### Stored entries
-=-=-=-=-
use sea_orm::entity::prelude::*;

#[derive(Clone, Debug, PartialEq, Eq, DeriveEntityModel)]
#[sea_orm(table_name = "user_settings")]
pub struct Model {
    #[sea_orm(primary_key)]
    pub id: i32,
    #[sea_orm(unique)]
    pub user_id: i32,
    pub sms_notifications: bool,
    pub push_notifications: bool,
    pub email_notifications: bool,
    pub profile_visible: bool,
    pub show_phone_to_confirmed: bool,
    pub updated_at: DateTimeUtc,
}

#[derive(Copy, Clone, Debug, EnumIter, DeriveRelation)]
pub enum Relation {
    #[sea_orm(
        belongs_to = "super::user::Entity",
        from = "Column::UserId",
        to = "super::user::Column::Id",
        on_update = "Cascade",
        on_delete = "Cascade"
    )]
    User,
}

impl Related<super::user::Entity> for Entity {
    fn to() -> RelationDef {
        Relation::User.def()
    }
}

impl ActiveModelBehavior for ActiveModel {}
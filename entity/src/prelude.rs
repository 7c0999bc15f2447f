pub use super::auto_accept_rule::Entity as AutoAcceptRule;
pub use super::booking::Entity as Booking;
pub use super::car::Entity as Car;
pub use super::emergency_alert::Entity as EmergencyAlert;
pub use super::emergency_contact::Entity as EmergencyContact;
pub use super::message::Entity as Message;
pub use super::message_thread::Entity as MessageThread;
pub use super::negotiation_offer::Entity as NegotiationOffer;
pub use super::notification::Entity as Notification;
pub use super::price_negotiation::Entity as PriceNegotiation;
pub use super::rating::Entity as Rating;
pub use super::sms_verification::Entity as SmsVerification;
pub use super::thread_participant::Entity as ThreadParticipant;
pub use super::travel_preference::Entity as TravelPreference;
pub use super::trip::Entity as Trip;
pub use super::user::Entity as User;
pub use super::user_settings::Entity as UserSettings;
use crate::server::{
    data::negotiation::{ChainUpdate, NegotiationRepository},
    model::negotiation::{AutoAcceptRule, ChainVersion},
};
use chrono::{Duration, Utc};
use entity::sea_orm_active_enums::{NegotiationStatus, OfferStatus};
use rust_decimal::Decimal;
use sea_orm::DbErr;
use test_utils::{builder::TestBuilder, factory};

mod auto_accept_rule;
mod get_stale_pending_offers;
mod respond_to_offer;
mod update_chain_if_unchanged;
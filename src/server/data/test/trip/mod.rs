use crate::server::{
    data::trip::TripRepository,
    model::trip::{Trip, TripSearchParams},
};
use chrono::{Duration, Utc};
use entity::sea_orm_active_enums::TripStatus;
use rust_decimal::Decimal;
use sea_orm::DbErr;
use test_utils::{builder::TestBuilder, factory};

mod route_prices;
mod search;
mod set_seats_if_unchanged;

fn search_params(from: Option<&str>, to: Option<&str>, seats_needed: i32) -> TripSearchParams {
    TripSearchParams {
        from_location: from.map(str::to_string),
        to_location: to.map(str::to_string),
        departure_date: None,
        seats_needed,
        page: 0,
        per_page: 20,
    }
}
-=-=-=-=-
### EXERCISE PROMPT
From the line that has "pub use super::car::Entity as Car;" through the line that has "pub use super::negotiation_offer::Entity", copy every line exactly as it appears above, and leave out all others.

### WRITTEN ANSWER
pub use super::car::Entity as Car;
pub use super::emergency_alert::Entity as EmergencyAlert;
pub use super::emergency_contact::Entity as EmergencyContact;
pub use super::message::Entity as Message;
pub use super::message_thread::Entity as MessageThread;
pub use super::negotiation_offer::Entity as NegotiationOffer;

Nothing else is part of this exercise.